5. É de considerar prejudicial até 05.03.1997 a exposição a ruídos superiores a 80 decibéis, de 06.03.1997 a 18.11.2003, a exposição a ruídos de 90 decibéis e, a partir de então, a exposição a ruídos de 85 decibéis.
6. Efetivo exercício de atividades especiais comprovado por meio de formulários de insalubridade e laudos técnicos que atestam a exposição a agentes agressores à saúde.
7. Em relação ao período de 19.05.1993 a 31.12.2007, verifica-se que a parte autora esteve exposta a intensidade de ruídos acima dos limites legalmente admitidos, bem como a agentes químicos nocivos à saúde, em virtude do contato premente com graxas, querosene, gasolina e óleo lubrificante, conforme PPP de ID 286131558 – pág 90 a ID 286131559 – pág. 2, exercendo, portanto, atividades nocivas à saúde, nos moldes dos códigos 1.1.6 e 1.2.11 do Decreto nº 53.831/64, códigos 1.1.5 e 1.2.10 do Decreto nº 83.080/79 e códigos 1.0.19 e 2.0.1 dos Decretos nºs 2.172/97 e 3.048/99.
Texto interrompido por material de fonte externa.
use thiserror::Error;

/// Error taxonomy for the quoting, liquidity-accounting and submission core.
///
/// Format and arithmetic errors are terminal for the single call that raised
/// them; they indicate a bad input or a degenerate pool state, not a
/// transient condition, and are never retried. `SubmissionFailed` is
/// surfaced immediately without retry. Exhausted confirmation polling is not
/// an error at all; it is reported as the `Unresolved` transaction outcome.
#[derive(Debug, Error)]
pub enum AmmError {
    /// Malformed decimal, integer or address input. Rejected before any
    /// computation is performed.
    #[error("invalid input format: {0}")]
    InvalidFormat(String),

    /// The pool cannot serve the request: a reserve is zero, or the
    /// requested output would drain the output reserve.
    #[error("insufficient reserves")]
    InsufficientReserves,

    /// No liquidity to price against.
    #[error("division by zero in pool arithmetic")]
    DivisionByZero,

    /// The submission collaborator rejected the transaction.
    #[error("transaction submission failed: {0}")]
    SubmissionFailed(String),
}
use std::sync::Arc;
use std::sync::atomic::{AtomicU32, Ordering};

use anyhow::Result;
use async_trait::async_trait;
use meridian_sdk::{
    IntegerEncoding, MeridianSDK, PoolStateSource, RawPoolState, Session, SessionEvent,
    SlippageBound, SwapBound, SwapMode, TokenAddress,
};
use num_bigint::BigUint;
use num_traits::Num;

const TOKEN_AA: &str = "0x00000000000000000000000000000000000000aa";
const TOKEN_BB: &str = "0x00000000000000000000000000000000000000bb";
const ROUTER: &str = "0x00000000000000000000000000000000000000fe";
const ACCOUNT: &str = "0x00000000000000000000000000000000000000cd";

fn big(s: &str) -> BigUint {
    BigUint::from_str_radix(s, 10).unwrap()
}

fn addr(s: &str) -> TokenAddress {
    TokenAddress::new(s).unwrap()
}

fn session() -> Session {
    Session {
        account: addr(ACCOUNT),
        chain_id: 1,
    }
}

/// Serves a fixed pool state and counts fetches.
struct StaticPool {
    state: RawPoolState,
    fetches: AtomicU32,
}

impl StaticPool {
    fn new(state: RawPoolState) -> Arc<Self> {
        Arc::new(Self {
            state,
            fetches: AtomicU32::new(0),
        })
    }
}

#[async_trait]
impl PoolStateSource for StaticPool {
    async fn fetch_pool_state(
        &self,
        _token0: &TokenAddress,
        _token1: &TokenAddress,
    ) -> Result<RawPoolState> {
        self.fetches.fetch_add(1, Ordering::SeqCst);
        Ok(self.state.clone())
    }
}

mod support;
use support::{PendingReceipts, RecordingSubmitter};

fn swap_pool_state() -> RawPoolState {
    RawPoolState {
        token_a: TOKEN_AA.to_string(),
        token_b: TOKEN_BB.to_string(),
        reserve_a: "1000000000000000000000".to_string(),
        reserve_b: "2000000000000000000000".to_string(),
        balance_a: "1000000000000000000000".to_string(),
        balance_b: "2000000000000000000000".to_string(),
        total_supply: "1414213562373095048801".to_string(),
        k_last: "0".to_string(),
        encoding: IntegerEncoding::Decimal,
    }
}

fn sdk_with(state: RawPoolState) -> (MeridianSDK, Arc<StaticPool>) {
    let pool = StaticPool::new(state);
    let sdk = MeridianSDK::new(
        pool.clone(),
        Arc::new(RecordingSubmitter::default()),
        Arc::new(PendingReceipts::default()),
        addr(ROUTER),
    );
    (sdk, pool)
}

fn data_word(data: &[u8], index: usize) -> &[u8] {
    &data[4 + index * 32..4 + (index + 1) * 32]
}

fn be_word(value: &BigUint) -> [u8; 32] {
    let bytes = value.to_bytes_be();
    let mut word = [0u8; 32];
    word[32 - bytes.len()..].copy_from_slice(&bytes);
    word
}

#[tokio::test]
async fn exact_in_quote_matches_the_fixed_expectation() {
    let (mut sdk, pool) = sdk_with(swap_pool_state());
    let (aa, bb) = (addr(TOKEN_AA), addr(TOKEN_BB));

    let quote = sdk
        .quote(&aa, &bb, &big("100000000000000000000"))
        .await
        .unwrap();
    assert_eq!(quote.out_amount, big("180432157148053837759"));
    assert_eq!(pool.fetches.load(Ordering::SeqCst), 1);

    // quoting again prices against a fresh snapshot
    sdk.quote(&aa, &bb, &big("100000000000000000000"))
        .await
        .unwrap();
    assert_eq!(pool.fetches.load(Ordering::SeqCst), 2);
}

#[tokio::test]
async fn quoting_is_direction_sensitive() {
    let (mut sdk, _pool) = sdk_with(swap_pool_state());
    let (aa, bb) = (addr(TOKEN_AA), addr(TOKEN_BB));

    let forward = sdk
        .quote(&aa, &bb, &big("1000000000000000000"))
        .await
        .unwrap();
    let backward = sdk
        .quote(&bb, &aa, &big("1000000000000000000"))
        .await
        .unwrap();
    // 1:2 pool - selling the scarce token buys more than selling the
    // plentiful one
    assert!(forward.out_amount > backward.out_amount);
}

#[tokio::test]
async fn exact_in_swap_call_encodes_the_minimum_out() {
    let (mut sdk, _pool) = sdk_with(swap_pool_state());
    let (aa, bb) = (addr(TOKEN_AA), addr(TOKEN_BB));
    let amount_in = big("100000000000000000000");

    let quote = sdk.quote(&aa, &bb, &amount_in).await.unwrap();
    let swap = sdk
        .swap_call(
            &session(),
            &aa,
            &bb,
            &quote,
            SwapMode::ExactIn,
            SlippageBound::resolve(Some("5"), true),
            1_700_000_000,
        )
        .unwrap();

    let min_out = big("171410549290651145871");
    assert_eq!(swap.bound, SwapBound::MinimumOut(min_out.clone()));

    let data = &swap.call.data;
    assert_eq!(data.len(), 4 + 8 * 32);
    assert_eq!(&data[..4], &[0x38, 0xed, 0x17, 0x39]);
    assert_eq!(data_word(data, 0), &be_word(&amount_in)[..]);
    assert_eq!(data_word(data, 1), &be_word(&min_out)[..]);
    // recipient word carries the session account, left-padded
    assert_eq!(&data_word(data, 3)[12..], &addr(ACCOUNT).to_bytes());
    // two-hop path: token_in then token_out
    assert_eq!(data_word(data, 5), &be_word(&big("2"))[..]);
    assert_eq!(&data_word(data, 6)[12..], &aa.to_bytes());
    assert_eq!(&data_word(data, 7)[12..], &bb.to_bytes());

    assert_eq!(swap.call.to, addr(ROUTER));
    assert!(swap.call.value.is_none());
    assert!(swap.call.data_hex().starts_with("0x38ed1739"));
}

#[tokio::test]
async fn exact_out_swap_call_caps_the_input() {
    let (mut sdk, _pool) = sdk_with(swap_pool_state());
    let (aa, bb) = (addr(TOKEN_AA), addr(TOKEN_BB));
    let amount_out = big("100000000000000000000");

    let quote = sdk.quote_exact_out(&aa, &bb, &amount_out).await.unwrap();
    assert_eq!(quote.in_amount, big("53066388174261528143"));

    let swap = sdk
        .swap_call(
            &session(),
            &aa,
            &bb,
            &quote,
            SwapMode::ExactOut,
            SlippageBound::resolve(Some("5"), true),
            1_700_000_000,
        )
        .unwrap();

    let max_in = big("55719707582974604551");
    assert_eq!(swap.bound, SwapBound::MaximumIn(max_in.clone()));

    let data = &swap.call.data;
    assert_eq!(&data[..4], &[0x88, 0x03, 0xdb, 0xee]);
    assert_eq!(data_word(data, 0), &be_word(&amount_out)[..]);
    assert_eq!(data_word(data, 1), &be_word(&max_in)[..]);
}

#[tokio::test]
async fn add_liquidity_bounds_both_deposits_below() {
    let (mut sdk, _pool) = sdk_with(swap_pool_state());
    let (aa, bb) = (addr(TOKEN_AA), addr(TOKEN_BB));
    sdk.load_pool(&aa, &bb).await.unwrap();

    let amount_a = big("1000000");
    let amount_b = sdk.deposit_counter_amount(&aa, &amount_a).unwrap();
    assert_eq!(amount_b, big("2000000"));

    let call = sdk
        .add_liquidity_call(
            &session(),
            &aa,
            &bb,
            &amount_a,
            &amount_b,
            SlippageBound::resolve(Some("5"), true),
            1_700_000_000,
        )
        .unwrap();

    assert_eq!(call.min_amount_a, big("950000"));
    assert_eq!(call.min_amount_b, big("1900000"));

    let data = &call.call.data;
    assert_eq!(data.len(), 4 + 8 * 32);
    assert_eq!(&data[..4], &[0xe8, 0xe3, 0x37, 0x00]);
    assert_eq!(data_word(data, 2), &be_word(&amount_a)[..]);
    assert_eq!(data_word(data, 3), &be_word(&amount_b)[..]);
    assert_eq!(data_word(data, 4), &be_word(&call.min_amount_a)[..]);
    assert_eq!(data_word(data, 5), &be_word(&call.min_amount_b)[..]);
}

#[tokio::test]
async fn remove_liquidity_attributes_amounts_to_caller_order() {
    // token balances exceed tracked reserves; fee tracking off
    let state = RawPoolState {
        token_a: TOKEN_AA.to_string(),
        token_b: TOKEN_BB.to_string(),
        reserve_a: "1000".to_string(),
        reserve_b: "3000".to_string(),
        balance_a: "1005".to_string(),
        balance_b: "3005".to_string(),
        total_supply: "500".to_string(),
        k_last: "0".to_string(),
        encoding: IntegerEncoding::Decimal,
    };
    let (mut sdk, _pool) = sdk_with(state);
    let (aa, bb) = (addr(TOKEN_AA), addr(TOKEN_BB));
    sdk.load_pool(&aa, &bb).await.unwrap();

    // caller passes the pair in reverse sorted order
    let call = sdk
        .remove_liquidity_call(
            &session(),
            &bb,
            &aa,
            &big("100"),
            SlippageBound::resolve(Some("5"), true),
            1_700_000_000,
        )
        .unwrap();

    // amount_a belongs to bb (token1), amount_b to aa (token0)
    assert_eq!(call.amount_a, big("601"));
    assert_eq!(call.amount_b, big("201"));
    assert_eq!(call.min_amount_a, big("570"));
    assert_eq!(call.min_amount_b, big("190"));

    let data = &call.call.data;
    assert_eq!(data.len(), 4 + 7 * 32);
    assert_eq!(&data[..4], &[0xba, 0xa2, 0xab, 0xde]);
    assert_eq!(&data_word(data, 0)[12..], &bb.to_bytes());
    assert_eq!(&data_word(data, 1)[12..], &aa.to_bytes());
    assert_eq!(data_word(data, 2), &be_word(&big("100"))[..]);
    assert_eq!(data_word(data, 3), &be_word(&big("570"))[..]);
    assert_eq!(data_word(data, 4), &be_word(&big("190"))[..]);
}

#[tokio::test]
async fn remove_liquidity_applies_protocol_fee_dilution() {
    let state = RawPoolState {
        token_a: TOKEN_AA.to_string(),
        token_b: TOKEN_BB.to_string(),
        reserve_a: "1100".to_string(),
        reserve_b: "1100".to_string(),
        balance_a: "1100".to_string(),
        balance_b: "1100".to_string(),
        total_supply: "1000".to_string(),
        k_last: "1000000".to_string(),
        encoding: IntegerEncoding::Decimal,
    };
    let (mut sdk, _pool) = sdk_with(state);
    let (aa, bb) = (addr(TOKEN_AA), addr(TOKEN_BB));
    sdk.load_pool(&aa, &bb).await.unwrap();

    let call = sdk
        .remove_liquidity_call(
            &session(),
            &aa,
            &bb,
            &big("1000"),
            SlippageBound::resolve(Some("5"), true),
            1_700_000_000,
        )
        .unwrap();

    // the protocol's accrued fee share dilutes a full withdrawal below the
    // pool balances
    assert_eq!(call.amount_a, big("1083"));
    assert_eq!(call.amount_b, big("1083"));
}

#[tokio::test]
async fn hex_encoded_state_parses_with_the_explicit_flag() {
    let state = RawPoolState {
        token_a: TOKEN_AA.to_string(),
        token_b: TOKEN_BB.to_string(),
        reserve_a: "0x3e8".to_string(),
        reserve_b: "0xbb8".to_string(),
        balance_a: "3e8".to_string(),
        balance_b: "bb8".to_string(),
        total_supply: "0x1f4".to_string(),
        k_last: "0x0".to_string(),
        encoding: IntegerEncoding::Hex,
    };
    let (mut sdk, _pool) = sdk_with(state);
    let (aa, bb) = (addr(TOKEN_AA), addr(TOKEN_BB));
    sdk.load_pool(&aa, &bb).await.unwrap();

    // 0x3e8 = 1000, 0xbb8 = 3000
    let counter = sdk.deposit_counter_amount(&aa, &big("10")).unwrap();
    assert_eq!(counter, big("30"));
}

#[tokio::test]
async fn session_changes_invalidate_the_cached_pool() {
    let (mut sdk, _pool) = sdk_with(swap_pool_state());
    let (aa, bb) = (addr(TOKEN_AA), addr(TOKEN_BB));

    let quote = sdk
        .quote(&aa, &bb, &big("1000000000000000000"))
        .await
        .unwrap();
    let slippage = SlippageBound::resolve(None, true);
    assert!(
        sdk.swap_call(&session(), &aa, &bb, &quote, SwapMode::ExactIn, slippage, 0)
            .is_ok()
    );

    sdk.on_session_event(&SessionEvent::ChainChanged(56));
    assert!(
        sdk.swap_call(&session(), &aa, &bb, &quote, SwapMode::ExactIn, slippage, 0)
            .is_err()
    );
}

#[tokio::test]
async fn foreign_tokens_are_rejected_against_the_loaded_pool() {
    let (mut sdk, _pool) = sdk_with(swap_pool_state());
    let (aa, bb) = (addr(TOKEN_AA), addr(TOKEN_BB));
    let other = addr("0x00000000000000000000000000000000000000cc");

    let quote = sdk
        .quote(&aa, &bb, &big("1000000000000000000"))
        .await
        .unwrap();
    let slippage = SlippageBound::resolve(None, true);
    assert!(
        sdk.swap_call(&session(), &aa, &other, &quote, SwapMode::ExactIn, slippage, 0)
            .is_err()
    );
    assert!(
        sdk.swap_call(&session(), &aa, &aa, &quote, SwapMode::ExactIn, slippage, 0)
            .is_err()
    );
}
8. Somados todos os períodos comuns e especiais, estes devidamente convertidos, totaliza a parte autora 41 (quarente e um) anos, 07 (sete) meses e 02 (dois) dias de tempo de contribuição até a data da entrada do requerimento administrativo (DER 29.08.2011), fazendo jus à revisão da sua aposentadoria por tempo de contribuição, para majoração da renda mensal inicial do benefício.
9. A revisão do benefício é devida a partir do requerimento administrativo (DER 29.08.2011), observada a prescrição quinquenal a contar da data do pedido de revisão administrativa (11.06.2021), ou seja, encontram-se prescritas as parcelas que antecedem o dia 11.06.2016.
10. Indevida a aplicação do Tema n. 1.124/STJ, uma vez que a natureza especial do labor foi reconhecida com base em PPP apresentado na esfera administrativa.
11. A correção monetária deverá incidir sobre as prestações em atraso desde as respectivas competências e os juros de mora desde a citação, nos termos do Manual de Orientação de Procedimentos para os Cálculos na Justiça Federal, aprovado pela Resolução nº 784/2022 (que já contempla a aplicação da Selic, nos termos do artigo 3º da Emenda Constitucional nº 113/2021), do Conselho da Justiça Federal (ou aquele que estiver em vigor na fase de liquidação de sentença). Os juros de mora deverão incidir até a data da expedição do PRECATÓRIO/RPV, conforme entendimento consolidado pela colenda 3ª Seção desta Corte. Após a devida expedição, deverá ser observada a Súmula Vinculante 17.
12. Com relação aos honorários advocatícios, tratando-se de sentença ilíquida, o percentual da verba honorária deverá ser fixado somente na liquidação do julgado, na forma do disposto no art. 85, § 3º, § 4º, II, e § 11, e no art. 86, todos do CPC/2015, e incidirá sobre as parcelas vencidas até a data da decisão.
13. Condenado o INSS a revisar o benefício de aposentadoria por tempo de contribuição atualmente implantado, a partir do requerimento administrativo (DER 29.08.2011), observada a prescrição quinquenal das parcelas antecedente à data do pedido de revisão administrativa (11.06.2021), ante a comprovação de todos os requisitos legais.
14. Apelação do INSS desprovida. Apelação da parte autora parcialmente provida. Fixados, de ofício, os consectários legais.